### Work order
When you spot the word "TurtleRegistry" in a line of the data below, copy that line.

### Study material
-------
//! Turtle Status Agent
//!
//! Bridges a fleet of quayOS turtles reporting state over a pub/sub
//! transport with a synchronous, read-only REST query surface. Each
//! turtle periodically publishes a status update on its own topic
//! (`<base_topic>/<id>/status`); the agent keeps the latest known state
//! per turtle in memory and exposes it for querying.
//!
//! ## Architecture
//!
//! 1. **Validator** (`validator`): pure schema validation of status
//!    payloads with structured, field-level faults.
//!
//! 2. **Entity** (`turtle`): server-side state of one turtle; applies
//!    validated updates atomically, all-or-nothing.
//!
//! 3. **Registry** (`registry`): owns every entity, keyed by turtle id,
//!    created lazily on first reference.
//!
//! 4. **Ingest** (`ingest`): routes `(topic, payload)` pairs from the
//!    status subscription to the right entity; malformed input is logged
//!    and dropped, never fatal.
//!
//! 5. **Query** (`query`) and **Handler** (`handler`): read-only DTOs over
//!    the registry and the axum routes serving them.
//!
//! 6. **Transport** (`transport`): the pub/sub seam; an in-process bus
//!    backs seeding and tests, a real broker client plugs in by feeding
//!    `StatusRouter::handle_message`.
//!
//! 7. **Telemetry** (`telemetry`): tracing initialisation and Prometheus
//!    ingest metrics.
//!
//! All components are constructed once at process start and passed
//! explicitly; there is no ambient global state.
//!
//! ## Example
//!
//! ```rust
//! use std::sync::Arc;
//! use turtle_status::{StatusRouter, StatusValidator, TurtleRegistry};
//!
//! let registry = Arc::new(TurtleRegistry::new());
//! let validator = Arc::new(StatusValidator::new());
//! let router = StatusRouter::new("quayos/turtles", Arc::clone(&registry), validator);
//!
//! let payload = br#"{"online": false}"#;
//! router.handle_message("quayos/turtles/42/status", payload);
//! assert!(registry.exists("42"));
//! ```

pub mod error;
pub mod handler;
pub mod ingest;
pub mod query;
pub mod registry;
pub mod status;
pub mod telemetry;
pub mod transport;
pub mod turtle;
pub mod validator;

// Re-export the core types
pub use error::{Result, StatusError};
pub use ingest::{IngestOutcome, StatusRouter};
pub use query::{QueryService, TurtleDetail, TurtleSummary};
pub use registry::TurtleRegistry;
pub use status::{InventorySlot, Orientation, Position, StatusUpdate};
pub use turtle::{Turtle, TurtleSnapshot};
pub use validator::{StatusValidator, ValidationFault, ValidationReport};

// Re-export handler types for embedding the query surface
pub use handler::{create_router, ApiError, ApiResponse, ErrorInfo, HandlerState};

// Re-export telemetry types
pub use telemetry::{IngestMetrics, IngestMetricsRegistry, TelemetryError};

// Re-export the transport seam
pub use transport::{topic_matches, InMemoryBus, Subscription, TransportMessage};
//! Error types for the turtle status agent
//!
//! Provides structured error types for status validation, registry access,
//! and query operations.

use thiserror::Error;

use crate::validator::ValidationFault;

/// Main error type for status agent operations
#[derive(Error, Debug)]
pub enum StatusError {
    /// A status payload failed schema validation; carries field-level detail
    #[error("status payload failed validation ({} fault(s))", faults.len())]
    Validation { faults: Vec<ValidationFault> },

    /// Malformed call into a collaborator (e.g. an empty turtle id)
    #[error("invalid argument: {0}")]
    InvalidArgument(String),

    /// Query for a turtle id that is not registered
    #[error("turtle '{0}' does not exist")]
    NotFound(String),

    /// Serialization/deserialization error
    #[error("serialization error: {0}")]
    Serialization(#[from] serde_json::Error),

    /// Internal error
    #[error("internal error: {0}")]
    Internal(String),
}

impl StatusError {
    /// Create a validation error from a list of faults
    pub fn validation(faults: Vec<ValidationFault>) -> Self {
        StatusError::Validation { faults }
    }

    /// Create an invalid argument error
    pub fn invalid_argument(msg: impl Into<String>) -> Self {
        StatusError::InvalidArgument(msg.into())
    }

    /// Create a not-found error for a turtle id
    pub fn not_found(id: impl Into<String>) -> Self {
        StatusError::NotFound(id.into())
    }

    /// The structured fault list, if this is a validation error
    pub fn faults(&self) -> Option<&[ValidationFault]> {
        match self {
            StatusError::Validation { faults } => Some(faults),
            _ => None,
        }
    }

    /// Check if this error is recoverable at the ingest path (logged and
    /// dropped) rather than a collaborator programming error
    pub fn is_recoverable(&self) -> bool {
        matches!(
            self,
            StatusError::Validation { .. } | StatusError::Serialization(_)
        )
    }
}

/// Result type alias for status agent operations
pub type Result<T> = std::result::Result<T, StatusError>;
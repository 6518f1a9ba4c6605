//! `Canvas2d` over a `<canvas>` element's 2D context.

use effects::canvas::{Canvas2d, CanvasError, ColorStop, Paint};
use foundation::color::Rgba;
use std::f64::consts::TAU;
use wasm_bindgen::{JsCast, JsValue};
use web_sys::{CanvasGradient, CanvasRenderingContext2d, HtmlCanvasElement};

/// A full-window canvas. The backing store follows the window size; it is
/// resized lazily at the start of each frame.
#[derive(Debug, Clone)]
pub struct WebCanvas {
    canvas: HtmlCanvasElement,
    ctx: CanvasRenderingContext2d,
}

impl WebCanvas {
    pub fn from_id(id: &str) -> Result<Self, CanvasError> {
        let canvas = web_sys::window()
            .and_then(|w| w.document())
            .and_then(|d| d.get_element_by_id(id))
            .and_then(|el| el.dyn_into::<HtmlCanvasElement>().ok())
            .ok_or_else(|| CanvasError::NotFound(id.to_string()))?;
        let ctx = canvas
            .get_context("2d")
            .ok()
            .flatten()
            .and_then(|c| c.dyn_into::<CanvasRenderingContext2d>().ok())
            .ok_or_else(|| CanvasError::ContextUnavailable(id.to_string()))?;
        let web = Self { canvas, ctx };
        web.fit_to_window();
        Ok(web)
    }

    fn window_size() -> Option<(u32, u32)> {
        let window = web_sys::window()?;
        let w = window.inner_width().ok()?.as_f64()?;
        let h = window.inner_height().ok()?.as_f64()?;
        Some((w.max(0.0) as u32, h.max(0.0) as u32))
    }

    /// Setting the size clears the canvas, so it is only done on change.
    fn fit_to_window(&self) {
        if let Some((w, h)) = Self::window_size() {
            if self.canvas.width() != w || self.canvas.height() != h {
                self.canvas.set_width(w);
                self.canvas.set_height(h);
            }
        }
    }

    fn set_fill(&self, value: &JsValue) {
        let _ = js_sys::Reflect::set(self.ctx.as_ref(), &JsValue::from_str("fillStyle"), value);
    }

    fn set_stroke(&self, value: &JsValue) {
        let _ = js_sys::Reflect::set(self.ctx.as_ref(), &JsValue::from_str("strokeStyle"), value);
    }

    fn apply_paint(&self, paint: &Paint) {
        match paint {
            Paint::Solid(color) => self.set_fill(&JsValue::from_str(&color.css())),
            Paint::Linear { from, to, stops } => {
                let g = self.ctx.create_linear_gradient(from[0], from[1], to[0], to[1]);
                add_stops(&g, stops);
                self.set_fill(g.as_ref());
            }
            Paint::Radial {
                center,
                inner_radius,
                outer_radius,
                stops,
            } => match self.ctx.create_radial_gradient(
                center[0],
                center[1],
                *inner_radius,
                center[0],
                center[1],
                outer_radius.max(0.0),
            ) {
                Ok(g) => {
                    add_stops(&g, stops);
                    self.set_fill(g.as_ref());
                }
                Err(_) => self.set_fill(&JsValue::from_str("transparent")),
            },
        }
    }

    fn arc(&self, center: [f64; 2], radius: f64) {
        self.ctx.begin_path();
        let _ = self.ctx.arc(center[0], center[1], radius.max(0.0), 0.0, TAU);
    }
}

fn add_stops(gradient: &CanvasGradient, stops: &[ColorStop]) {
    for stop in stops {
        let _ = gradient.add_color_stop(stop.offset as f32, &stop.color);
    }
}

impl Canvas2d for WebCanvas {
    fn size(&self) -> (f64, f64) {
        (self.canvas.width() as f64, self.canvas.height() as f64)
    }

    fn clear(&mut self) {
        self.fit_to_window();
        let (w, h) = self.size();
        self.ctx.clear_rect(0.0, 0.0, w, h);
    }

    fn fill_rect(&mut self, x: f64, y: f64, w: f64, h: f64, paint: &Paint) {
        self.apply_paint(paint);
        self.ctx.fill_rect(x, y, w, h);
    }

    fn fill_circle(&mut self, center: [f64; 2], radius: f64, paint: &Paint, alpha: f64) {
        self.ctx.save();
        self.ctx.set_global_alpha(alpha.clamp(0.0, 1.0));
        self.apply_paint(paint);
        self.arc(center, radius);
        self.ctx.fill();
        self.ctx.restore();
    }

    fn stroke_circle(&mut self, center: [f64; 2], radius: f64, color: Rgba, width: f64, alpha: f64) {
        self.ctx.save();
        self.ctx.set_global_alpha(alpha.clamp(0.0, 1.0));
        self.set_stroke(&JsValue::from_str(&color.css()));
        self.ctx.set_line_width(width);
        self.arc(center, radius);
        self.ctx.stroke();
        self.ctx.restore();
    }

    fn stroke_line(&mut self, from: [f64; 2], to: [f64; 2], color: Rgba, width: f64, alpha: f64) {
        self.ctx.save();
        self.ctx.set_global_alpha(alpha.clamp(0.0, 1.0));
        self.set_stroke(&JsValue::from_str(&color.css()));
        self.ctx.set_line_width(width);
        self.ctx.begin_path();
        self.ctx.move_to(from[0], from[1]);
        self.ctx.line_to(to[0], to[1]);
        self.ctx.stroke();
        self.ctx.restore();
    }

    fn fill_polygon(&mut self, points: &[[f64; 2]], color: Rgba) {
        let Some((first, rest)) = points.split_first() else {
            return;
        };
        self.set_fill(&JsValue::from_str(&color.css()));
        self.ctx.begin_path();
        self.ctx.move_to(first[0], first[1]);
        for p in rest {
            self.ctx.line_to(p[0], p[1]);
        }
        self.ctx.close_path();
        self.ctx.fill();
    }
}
-------
### Result below
//! use turtle_status::{StatusRouter, StatusValidator, TurtleRegistry};
//! let registry = Arc::new(TurtleRegistry::new());
pub use registry::TurtleRegistry;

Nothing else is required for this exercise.